=== Begin Enclosure ===
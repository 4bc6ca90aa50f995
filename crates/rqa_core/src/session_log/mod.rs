use std::fs::{self, OpenOptions};
use std::path::{Path, PathBuf};

use parking_lot::Mutex;
use time::format_description::well_known::Rfc3339;
use time::OffsetDateTime;
use tracing::{debug, warn};

use crate::config::LogConfig;
use crate::domain::QueryRecord;
use crate::error::{codes, AppError};

pub const CSV_HEADER: [&str; 6] = [
    "Timestamp",
    "Query",
    "Answer",
    "Sources",
    "Flag_Hallucination",
    "Flag_Redundancy",
];

pub fn now_rfc3339_utc() -> Result<String, AppError> {
    OffsetDateTime::now_utc()
        .format(&Rfc3339)
        .map_err(|e| {
            AppError::new(codes::CLOCK_FAILED, "Failed to format time").with_details(e.to_string())
        })
}

/// Append-only CSV log, one row per query.
#[derive(Debug, Clone)]
pub struct CsvLog {
    path: PathBuf,
}

impl CsvLog {
    /// Appends to `path`; the header is written when the file is new or empty.
    pub fn open_append(path: impl Into<PathBuf>) -> Self {
        Self { path: path.into() }
    }

    /// Truncates `path` and writes the header. Used for evaluation runs.
    pub fn create(path: impl Into<PathBuf>) -> Result<Self, AppError> {
        let log = Self { path: path.into() };
        ensure_parent(&log.path)?;
        let file = fs::File::create(&log.path)
            .map_err(|e| log_err("Failed to create CSV log", &log.path, e))?;
        let mut w = csv::WriterBuilder::new().has_headers(false).from_writer(file);
        w.write_record(CSV_HEADER)
            .map_err(|e| log_err("Failed to write CSV log header", &log.path, e))?;
        w.flush().map_err(|e| log_err("Failed to flush CSV log", &log.path, e))?;
        Ok(log)
    }

    pub fn path(&self) -> &Path {
        &self.path
    }

    pub fn append(&self, rec: &QueryRecord) -> Result<(), AppError> {
        ensure_parent(&self.path)?;
        let needs_header = fs::metadata(&self.path).map(|m| m.len() == 0).unwrap_or(true);
        let file = OpenOptions::new()
            .create(true)
            .append(true)
            .open(&self.path)
            .map_err(|e| log_err("Failed to open CSV log", &self.path, e))?;

        let mut w = csv::WriterBuilder::new().has_headers(false).from_writer(file);
        if needs_header {
            w.write_record(CSV_HEADER)
                .map_err(|e| log_err("Failed to write CSV log header", &self.path, e))?;
        }
        let sources = rec.sources_joined();
        w.write_record([
            rec.timestamp.as_str(),
            rec.query.as_str(),
            rec.answer.as_str(),
            sources.as_str(),
            rec.flag_hallucination.as_str(),
            rec.flag_redundancy.as_str(),
        ])
        .map_err(|e| log_err("Failed to write CSV log row", &self.path, e))?;
        w.flush().map_err(|e| log_err("Failed to flush CSV log", &self.path, e))?;
        Ok(())
    }
}

/// JSON array log, rewritten on every append. Prior entries are always carried over;
/// an unreadable existing file is left untouched.
#[derive(Debug, Clone)]
pub struct JsonLog {
    path: PathBuf,
}

impl JsonLog {
    pub fn new(path: impl Into<PathBuf>) -> Self {
        Self { path: path.into() }
    }

    pub fn path(&self) -> &Path {
        &self.path
    }

    pub fn read_all(&self) -> Result<Vec<QueryRecord>, AppError> {
        if !self.path.exists() {
            return Ok(Vec::new());
        }
        let bytes =
            fs::read(&self.path).map_err(|e| log_err("Failed to read JSON log", &self.path, e))?;
        if bytes.iter().all(|b| b.is_ascii_whitespace()) {
            return Ok(Vec::new());
        }
        serde_json::from_slice(&bytes).map_err(|e| {
            AppError::new(
                codes::LOG_WRITE_FAILED,
                "Existing JSON log is unreadable; refusing to overwrite it",
            )
            .with_details(format!("path={}; err={}", self.path.display(), e))
        })
    }

    pub fn append(&self, rec: &QueryRecord) -> Result<(), AppError> {
        ensure_parent(&self.path)?;
        let mut entries = self.read_all()?;
        entries.push(rec.clone());

        let json = serde_json::to_string_pretty(&entries).map_err(|e| {
            AppError::new(codes::LOG_WRITE_FAILED, "Failed to encode JSON log")
                .with_details(e.to_string())
        })?;
        let tmp = self.path.with_extension("tmp");
        fs::write(&tmp, json.as_bytes()).map_err(|e| log_err("Failed to write JSON log", &tmp, e))?;
        fs::rename(&tmp, &self.path).map_err(|e| {
            AppError::new(codes::LOG_WRITE_FAILED, "Failed to finalize JSON log write")
                .with_details(format!(
                    "tmp={}; dest={}; err={}",
                    tmp.display(),
                    self.path.display(),
                    e
                ))
        })?;
        Ok(())
    }
}

/// Audit sink for answered queries. Appends are serialized so concurrent callers
/// never interleave writes.
#[derive(Debug)]
pub struct SessionLogger {
    csv: Option<CsvLog>,
    json: Option<JsonLog>,
    lock: Mutex<()>,
}

impl SessionLogger {
    pub fn new(csv: Option<CsvLog>, json: Option<JsonLog>) -> Self {
        Self {
            csv,
            json,
            lock: Mutex::new(()),
        }
    }

    pub fn from_config(cfg: &LogConfig) -> Self {
        Self::new(
            cfg.csv_path.clone().map(CsvLog::open_append),
            cfg.json_path.clone().map(JsonLog::new),
        )
    }

    pub fn is_enabled(&self) -> bool {
        self.csv.is_some() || self.json.is_some()
    }

    /// Writes to every configured sink even if one fails; the first failure is returned.
    pub fn record(&self, rec: &QueryRecord) -> Result<(), AppError> {
        let _guard = self.lock.lock();
        let mut first_err: Option<AppError> = None;

        if let Some(csv) = self.csv.as_ref() {
            if let Err(e) = csv.append(rec) {
                warn!(path = %csv.path().display(), error = %e, "csv log append failed");
                first_err.get_or_insert(e);
            }
        }
        if let Some(json) = self.json.as_ref() {
            if let Err(e) = json.append(rec) {
                warn!(path = %json.path().display(), error = %e, "json log append failed");
                first_err.get_or_insert(e);
            }
        }

        match first_err {
            Some(e) => Err(e),
            None => {
                debug!(timestamp = %rec.timestamp, "recorded query");
                Ok(())
            }
        }
    }
}

fn ensure_parent(path: &Path) -> Result<(), AppError> {
    match path.parent() {
        Some(dir) if !dir.as_os_str().is_empty() => fs::create_dir_all(dir).map_err(|e| {
            AppError::new(codes::LOG_WRITE_FAILED, "Failed to create log directory")
                .with_details(format!("path={}; err={}", dir.display(), e))
        }),
        _ => Ok(()),
    }
}

fn log_err(message: &str, path: &Path, e: impl std::fmt::Display) -> AppError {
    AppError::new(codes::LOG_WRITE_FAILED, message)
        .with_details(format!("path={}; err={}", path.display(), e))
}
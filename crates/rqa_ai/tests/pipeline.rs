mod common;

use std::fs;
use std::path::{Path, PathBuf};

use pretty_assertions::assert_eq;
use rqa_ai::answer::REFUSAL_ANSWER;
use rqa_ai::index::IndexStore;
use rqa_ai::llm::Llm;
use rqa_ai::pipeline::{read_queries, EvaluationSummary, QaPipeline};
use rqa_core::config::{ChunkingConfig, RetrievalConfig};
use rqa_core::domain::{Flag, QueryRecord};
use rqa_core::ingest::{ingest, DefaultLoader};
use rqa_core::session_log::{CsvLog, JsonLog, SessionLogger};

use common::{MockLlm, VocabEmbedder};

const ANSWER: &str = "- Tier 1 capital ratio: at least 6% [chunk 1]";

fn write_docs(dir: &Path) -> Vec<PathBuf> {
    let docs = [
        (
            "capital.txt",
            "Tier 1 capital ratio must be at least 6% and the CET1 ratio at least 4.5%.\r\n\
             The capital conservation buffer is 2.5% of risk-weighted assets.",
        ),
        ("liquidity.txt", "Liquidity coverage ratio must exceed 100%."),
    ];
    docs.iter()
        .map(|(name, text)| {
            let p = dir.join(name);
            fs::write(&p, text).expect("write doc");
            p
        })
        .collect()
}

fn pipeline(dir: &Path, llm: Box<dyn Llm>, logger: SessionLogger) -> QaPipeline {
    let paths = write_docs(dir);
    let report = ingest(&paths, &ChunkingConfig::default(), &DefaultLoader::new("pdftotext"))
        .expect("ingest");
    assert_eq!(report.documents.len(), 2);

    let store = IndexStore::open(dir.join("vector_index"));
    let embedder = VocabEmbedder::new();
    store
        .build(&report.chunks, &embedder, "2026-10-18T09:00:00Z")
        .expect("build");
    let handle = store.load(&embedder).expect("load");

    QaPipeline::new(
        RetrievalConfig::default(),
        Box::new(embedder),
        llm,
        handle,
        logger,
    )
    .expect("pipeline")
}

fn csv_rows(path: &Path) -> Vec<Vec<String>> {
    let mut rdr = csv::ReaderBuilder::new()
        .has_headers(false)
        .from_path(path)
        .expect("open csv");
    rdr.records()
        .map(|r| r.expect("row").iter().map(|s| s.to_string()).collect())
        .collect()
}

#[test]
fn ask_answers_with_citations_and_logs_the_record() {
    let dir = tempfile::tempdir().expect("tempdir");
    let csv_path = dir.path().join("logs/qa_logs.csv");
    let json_path = dir.path().join("logs/qa_logs.json");
    let qa = pipeline(
        dir.path(),
        Box::new(MockLlm::replying(ANSWER)),
        SessionLogger::new(Some(CsvLog::open_append(&csv_path)), Some(JsonLog::new(&json_path))),
    );

    let resp = qa.ask("  What is the Tier 1 capital ratio?  ").expect("ask");

    assert_eq!(resp.answer.text, ANSWER);
    assert!(resp.log_error.is_none());
    assert_eq!(resp.record.query, "What is the Tier 1 capital ratio?");
    assert_eq!(resp.record.flag_hallucination, Flag::No);
    assert_eq!(resp.record.flag_redundancy, Flag::No);
    assert_eq!(resp.record.citations[0].label(), "capital.txt | page N/A");

    let rows = csv_rows(&csv_path);
    assert_eq!(rows.len(), 2);
    assert_eq!(rows[1][1], "What is the Tier 1 capital ratio?");
    assert_eq!(rows[1][2], ANSWER);
    assert!(rows[1][3].starts_with("capital.txt | page N/A"));
    assert_eq!(rows[1][4], "NO");

    let logged: Vec<QueryRecord> = JsonLog::new(&json_path).read_all().expect("json log");
    assert_eq!(logged, vec![resp.record]);
}

#[test]
fn unrelated_question_is_refused_without_generation() {
    let dir = tempfile::tempdir().expect("tempdir");
    let json_path = dir.path().join("qa_logs.json");
    // A failing provider proves generation is skipped.
    let qa = pipeline(
        dir.path(),
        Box::new(MockLlm::failing()),
        SessionLogger::new(None, Some(JsonLog::new(&json_path))),
    );

    let resp = qa.ask("Who won the football match yesterday?").expect("ask");

    assert_eq!(resp.answer.text, REFUSAL_ANSWER);
    assert!(resp.answer.refused);
    assert!(resp.record.citations.is_empty());
    assert_eq!(resp.record.flag_hallucination, Flag::Yes);
    assert_eq!(JsonLog::new(&json_path).read_all().expect("json").len(), 1);
}

#[test]
fn log_failure_does_not_fail_the_query() {
    let dir = tempfile::tempdir().expect("tempdir");
    let csv_path = dir.path().join("qa_logs.csv");
    fs::create_dir_all(&csv_path).expect("directory in the way");
    let json_path = dir.path().join("qa_logs.json");
    let qa = pipeline(
        dir.path(),
        Box::new(MockLlm::replying(ANSWER)),
        SessionLogger::new(Some(CsvLog::open_append(&csv_path)), Some(JsonLog::new(&json_path))),
    );

    let resp = qa.ask("What is the Tier 1 capital ratio?").expect("ask still succeeds");

    assert_eq!(resp.answer.text, ANSWER);
    let err = resp.log_error.expect("log error reported");
    assert_eq!(err.code, "LOG_WRITE_FAILED");
    // The other sink is still written.
    assert_eq!(JsonLog::new(&json_path).read_all().expect("json").len(), 1);
}

#[test]
fn evaluate_writes_a_fresh_csv_and_counts_flags() {
    let dir = tempfile::tempdir().expect("tempdir");
    let session_csv = dir.path().join("qa_logs.csv");
    let qa = pipeline(
        dir.path(),
        Box::new(MockLlm::replying(ANSWER)),
        SessionLogger::new(Some(CsvLog::open_append(&session_csv)), None),
    );
    let out = dir.path().join("evaluation_log.csv");
    fs::write(&out, "stale,rows\nfrom,before\n").expect("stale file");

    let queries = vec![
        "What is the Tier 1 capital ratio?".to_string(),
        "   ".to_string(),
        "Explain the capital conservation buffer.".to_string(),
        "Who won the football match yesterday?".to_string(),
    ];
    let summary = qa.evaluate(&queries, &out).expect("evaluate");

    assert_eq!(
        summary,
        EvaluationSummary {
            total: 3,
            hallucination_flags: 1,
            redundancy_flags: 0,
            refusals: 1,
        }
    );
    let rows = csv_rows(&out);
    assert_eq!(rows.len(), 4);
    assert_eq!(rows[0][0], "Timestamp");
    assert_eq!(rows[3][2], REFUSAL_ANSWER);
    assert_eq!(rows[3][4], "YES");
    assert!(!session_csv.exists());
}

#[test]
fn evaluate_stops_at_the_first_provider_error() {
    let dir = tempfile::tempdir().expect("tempdir");
    let qa = pipeline(
        dir.path(),
        Box::new(MockLlm::failing()),
        SessionLogger::new(None, None),
    );
    let queries = vec!["List Tier 1 and CET1 capital ratios.".to_string()];

    let err = qa
        .evaluate(&queries, &dir.path().join("evaluation_log.csv"))
        .expect_err("provider failure");
    assert_eq!(err.code, "PROVIDER_FAILED");
}

#[test]
fn concurrent_asks_are_all_logged() {
    let dir = tempfile::tempdir().expect("tempdir");
    let json_path = dir.path().join("qa_logs.json");
    let qa = pipeline(
        dir.path(),
        Box::new(MockLlm::replying(ANSWER)),
        SessionLogger::new(None, Some(JsonLog::new(&json_path))),
    );

    std::thread::scope(|s| {
        let workers: Vec<_> = (0..6)
            .map(|i| {
                let qa = &qa;
                s.spawn(move || qa.ask(&format!("Tier 1 capital ratio, take {i}")))
            })
            .collect();
        for w in workers {
            let resp = w.join().expect("join").expect("ask");
            assert!(resp.log_error.is_none());
        }
    });

    assert_eq!(JsonLog::new(&json_path).read_all().expect("json").len(), 6);
}

#[test]
fn query_files_skip_blank_lines_and_comments() {
    let dir = tempfile::tempdir().expect("tempdir");
    let path = dir.path().join("queries.txt");
    fs::write(&path, "# regression set\nWhat is CET1?\n\n  Explain the buffer.  \n")
        .expect("write");
    assert_eq!(
        read_queries(&path).expect("read"),
        vec!["What is CET1?".to_string(), "Explain the buffer.".to_string()]
    );

    let fixture = PathBuf::from(env!("CARGO_MANIFEST_DIR")).join("../../fixtures/eval_queries.txt");
    assert_eq!(read_queries(&fixture).expect("fixture").len(), 5);

    let err = read_queries(&dir.path().join("missing.txt")).expect_err("missing");
    assert_eq!(err.code, "CONFIG_INVALID");
}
=== End Enclosure ===
What belongs in the answer is each line of the listing that contains the word "filename".

filename crates/rqa_core/src/session_log/mod.rs
filename crates/rqa_ai/tests/pipeline.rs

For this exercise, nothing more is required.